Um grupo de bombeiros sorridentes, devidamente equipados e encapacetados, posa para o retrato. Dez estão de cócoras, em duas filas de seis e quatro. Os restantes nove, numa terceira fila, estão de pé (as mãos nos ombros dos colegas denotam um fraternal espírito de equipa). Por trás, um alpendre emoldura o quadro humano. Árvores desfolhadas e arbustos frondosos contornam a casa. O telhado está em chamas.
Mostro à Mihaela a fotografia, que descobri no blogue Coisas do Arco da Velha. Ela responde-me com um ditado romeno: “,tara arde, babele se piaptana” (o país arde, as avozinhas penteiam-se).

Tremor

5 de Agosto. Estava deitado no sofá, a cozer a ressaca causada pelos três vinhos diferentes da noite anterior. Às 10:49 uma tontura, acompanhada de náusea, fez-me pensar que ainda estava embriagado. Sucedeu-se uma brisa de calor vinda da porta da varanda e um balouçar do sofá, a 5,5º na escala de Richter.

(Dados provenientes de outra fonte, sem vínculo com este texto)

use std::sync::Arc;

use tokio::sync::watch;
use tokio_util::sync::CancellationToken;

use crate::error::{SessionError, TransportError};
use crate::listener::{ListenerLoop, ServeOptions};
use crate::metrics::RelayMetrics;
use crate::transport::{Dialer, RemoteListener, TcpDialer, TransportSession};

/// Lifecycle of one tunnel session
///
/// `Connecting -> Listening -> Serving -> Terminated`; there is no way back. A
/// reconnect builds a new [`SessionLifecycle`].
#[derive(Debug, Clone, Copy, PartialEq, Eq)]
pub enum SessionState {
    Connecting,
    Listening,
    Serving,
    Terminated,
}

/// Owns the transport session and its remote listener
pub struct SessionLifecycle<T: TransportSession> {
    transport: T,
    listener: Option<T::Listener>,
    state: watch::Sender<SessionState>,
    metrics: RelayMetrics,
}

impl<T: TransportSession> SessionLifecycle<T> {
    pub fn new(transport: T) -> Self {
        Self::with_metrics(transport, RelayMetrics::new())
    }

    pub fn with_metrics(transport: T, metrics: RelayMetrics) -> Self {
        let (state, _) = watch::channel(SessionState::Connecting);
        Self {
            transport,
            listener: None,
            state,
            metrics,
        }
    }

    pub fn state(&self) -> SessionState {
        *self.state.borrow()
    }

    /// Watch state transitions
    pub fn subscribe(&self) -> watch::Receiver<SessionState> {
        self.state.subscribe()
    }

    pub fn metrics(&self) -> &RelayMetrics {
        &self.metrics
    }

    fn transition(&self, next: SessionState) {
        let previous = self.state.send_replace(next);
        tracing::debug!("Session state {:?} -> {:?}", previous, next);
    }

    /// Ask the relay host to listen on `bind_address:port`
    pub async fn establish(&mut self, bind_address: &str, port: u16) -> Result<(), SessionError> {
        match self.transport.open_remote_listener(bind_address, port).await {
            Ok(listener) => {
                tracing::info!("Remote listener open on {}", listener.describe());
                self.listener = Some(listener);
                self.transition(SessionState::Listening);
                Ok(())
            }
            Err(e) => {
                tracing::error!("Failed to open remote listener: {}", e);
                self.terminate().await;
                Err(e.into())
            }
        }
    }

    /// Run the listener loop until the transport dies or `shutdown` is cancelled
    ///
    /// Always ends in [`SessionState::Terminated`] with the transport closed.
    /// Connection pairs already relaying are left to drain on their own.
    pub async fn serve<D: Dialer>(
        mut self,
        dialer: Arc<D>,
        options: ServeOptions,
        shutdown: CancellationToken,
    ) -> Result<(), SessionError> {
        let Some(listener) = self.listener.take() else {
            self.terminate().await;
            return Err(TransportError::Other("remote listener not established".to_string()).into());
        };

        self.transition(SessionState::Serving);

        let result = ListenerLoop::new(listener, dialer, options, self.metrics.clone())
            .run(shutdown)
            .await
            .map_err(SessionError::ListenerClosed);

        self.terminate().await;

        let snapshot = self.metrics.snapshot();
        tracing::info!(
            "Session ended: {} connections accepted, {} still active, {} dial failures (relay up {}s)",
            snapshot.accepted,
            snapshot.active_pairs,
            snapshot.dial_failures,
            snapshot.uptime.as_secs()
        );

        result
    }

    async fn terminate(&mut self) {
        self.transport.close().await;
        self.transition(SessionState::Terminated);
    }
}

/// Forward every connection from `listener` to `local_host:local_port`
///
/// Blocks until the listener fails terminally.
pub async fn run<L>(listener: L, local_host: &str, local_port: u16) -> Result<(), SessionError>
where
    L: RemoteListener,
{
    let dialer = Arc::new(TcpDialer::new(local_host, local_port));
    ListenerLoop::new(listener, dialer, ServeOptions::default(), RelayMetrics::new())
        .run(CancellationToken::new())
        .await
        .map_err(SessionError::ListenerClosed)
}
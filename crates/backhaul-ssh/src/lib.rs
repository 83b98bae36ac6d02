//! SSH transport for Backhaul
//!
//! Connects to a relay host with public key authentication and registers remote
//! port forwards (`tcpip-forward`). Connections the relay host forwards back are
//! delivered through a [`backhaul_relay::ChannelListener`]; when the SSH session
//! dies the listener fails terminally.

mod error;
mod handler;
mod keys;
mod session;

pub use error::SshError;
pub use handler::{ForwardedStream, HostKeyPolicy};
pub use keys::{expand_key_path, load_private_key};
pub use session::{SshConfig, SshTransport};
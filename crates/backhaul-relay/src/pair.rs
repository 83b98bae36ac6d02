use std::sync::atomic::{AtomicU64, Ordering};

use tokio::io::AsyncWriteExt;
use tracing::Span;

use crate::transport::RelayStream;

/// One accepted tunnel connection bound to one freshly dialed local connection
///
/// The pair owns both streams. [`ConnectionPair::close`] consumes it, so both
/// streams are shut down and released exactly once.
pub struct ConnectionPair<R, L> {
    id: u64,
    pub(crate) remote: R,
    pub(crate) local: L,
    span: Span,
}

impl<R: RelayStream, L: RelayStream> ConnectionPair<R, L> {
    pub fn new(id: u64, remote: R, local: L, span: Span) -> Self {
        Self {
            id,
            remote,
            local,
            span,
        }
    }

    pub fn id(&self) -> u64 {
        self.id
    }

    /// Span carrying the connection context for every log line of this pair
    pub fn span(&self) -> &Span {
        &self.span
    }

    /// Shut down and release both streams
    pub async fn close(mut self) {
        if let Err(e) = self.remote.shutdown().await {
            tracing::trace!(parent: &self.span, "Remote shutdown: {}", e);
        }
        if let Err(e) = self.local.shutdown().await {
            tracing::trace!(parent: &self.span, "Local shutdown: {}", e);
        }
    }
}

/// Close a tunnel connection that never got a local counterpart
pub async fn discard_remote<R: RelayStream>(mut remote: R) {
    if let Err(e) = remote.shutdown().await {
        tracing::trace!("Remote shutdown after dial failure: {}", e);
    }
}

/// Connection ID counter shared by a listener loop
pub struct ConnectionIdGenerator {
    counter: AtomicU64,
}

impl ConnectionIdGenerator {
    pub fn new() -> Self {
        Self {
            counter: AtomicU64::new(1),
        }
    }

    pub fn next(&self) -> u64 {
        self.counter.fetch_add(1, Ordering::Relaxed)
    }
}

impl Default for ConnectionIdGenerator {
    fn default() -> Self {
        Self::new()
    }
}

#[cfg(test)]
mod tests {
    use super::*;
    use tokio::io::AsyncReadExt;

    #[test]
    fn test_ids_are_monotonic() {
        let ids = ConnectionIdGenerator::new();
        assert_eq!(ids.next(), 1);
        assert_eq!(ids.next(), 2);
        assert_eq!(ids.next(), 3);
    }

    #[tokio::test]
    async fn test_close_releases_both_streams() {
        let (remote, mut remote_peer) = tokio::io::duplex(64);
        let (local, mut local_peer) = tokio::io::duplex(64);
        let pair = ConnectionPair::new(7, remote, local, Span::none());
        assert_eq!(pair.id(), 7);

        pair.close().await;

        let mut buf = [0u8; 8];
        assert_eq!(remote_peer.read(&mut buf).await.unwrap(), 0);
        assert_eq!(local_peer.read(&mut buf).await.unwrap(), 0);
    }

    #[tokio::test]
    async fn test_discard_remote_signals_eof() {
        let (remote, mut remote_peer) = tokio::io::duplex(64);
        discard_remote(remote).await;

        let mut buf = [0u8; 8];
        assert_eq!(remote_peer.read(&mut buf).await.unwrap(), 0);
    }
}
use std::fmt;
use std::io;

use thiserror::Error;

/// Direction of a single copy operation inside a relay
#[derive(Debug, Clone, Copy, PartialEq, Eq)]
pub enum Direction {
    /// Tunnel side to local service
    RemoteToLocal,
    /// Local service to tunnel side
    LocalToRemote,
}

impl fmt::Display for Direction {
    fn fmt(&self, f: &mut fmt::Formatter<'_>) -> fmt::Result {
        match self {
            Direction::RemoteToLocal => f.write_str("remote->local"),
            Direction::LocalToRemote => f.write_str("local->remote"),
        }
    }
}

/// Failure accepting an inbound connection from the remote listener
#[derive(Debug, Error)]
pub enum AcceptError {
    /// A single inbound connection could not be accepted; the listener is still usable
    #[error("Failed to accept inbound connection: {0}")]
    Transient(String),

    /// The underlying transport is gone and no further connections will arrive
    #[error("Remote listener closed: {0}")]
    Closed(String),
}

impl AcceptError {
    pub fn transient(reason: impl Into<String>) -> Self {
        Self::Transient(reason.into())
    }

    pub fn closed(reason: impl Into<String>) -> Self {
        Self::Closed(reason.into())
    }

    /// Whether the listener can never produce another connection
    pub fn is_terminal(&self) -> bool {
        matches!(self, AcceptError::Closed(_))
    }
}

/// Failure dialing the local target for one accepted connection
#[derive(Debug, Error)]
pub enum DialError {
    #[error("Failed to connect to local service {target}: {source}")]
    ConnectionFailed { target: String, source: io::Error },

    #[error("Timed out connecting to local service {target}")]
    Timeout { target: String },
}

/// I/O failure in one direction of a relay
#[derive(Debug, Error)]
#[error("Copy {direction} failed: {source}")]
pub struct CopyError {
    pub direction: Direction,
    #[source]
    pub source: io::Error,
}

impl CopyError {
    /// Errors produced by a peer that already went away
    ///
    /// These are part of normal connection teardown and only logged at debug level.
    pub fn is_peer_closed(&self) -> bool {
        matches!(
            self.source.kind(),
            io::ErrorKind::BrokenPipe
                | io::ErrorKind::ConnectionReset
                | io::ErrorKind::ConnectionAborted
                | io::ErrorKind::NotConnected
                | io::ErrorKind::UnexpectedEof
        )
    }
}

/// Failure of the transport session itself
#[derive(Debug, Error)]
pub enum TransportError {
    #[error("Relay host refused to listen on {bind_address}:{port}: {reason}")]
    ListenRefused {
        bind_address: String,
        port: u16,
        reason: String,
    },

    #[error("Transport session closed")]
    SessionClosed,

    #[error("Transport error: {0}")]
    Other(String),

    #[error("IO error: {0}")]
    Io(#[from] io::Error),
}

/// Terminal outcome of a session lifecycle
#[derive(Debug, Error)]
pub enum SessionError {
    #[error("Failed to establish remote listener: {0}")]
    Transport(#[from] TransportError),

    #[error("Tunnel terminated: {0}")]
    ListenerClosed(AcceptError),
}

9:30 foi a hora a que começou o terramoto de 4 de Março de 1977, em Bucareste. Domna V., correu pelo apartamento à procura do seu gato e desceu as escadas. Quando chegou à rua e o edifício começou a desmoronar-se, lembrou-se do bebé, que ficara no berço, a dormir.
Em 2007, após trinta anos de recolhimento no bairro para onde se mudou após o desastre, Domna V. atravessou Bucareste para ir a uma consulta. À excepção de alguns edifícios desconjuntados, não reconheceu a cidade. Envelhecidos e maltratados, haviam sobrevivido a três décadas de transformação urbana e tremores menores (um pouco à semelhança dos livros empilhados no chão. Sem lugar nas prateleiras, lá se vão aguentando tem-te-não-caias, aos tropeções de quem passa distraído).
Pergunto a Mihaela, qual era a profissão de Domna V. “Professora de literatura romena.” E a do marido? “Trabalha na construção civil.”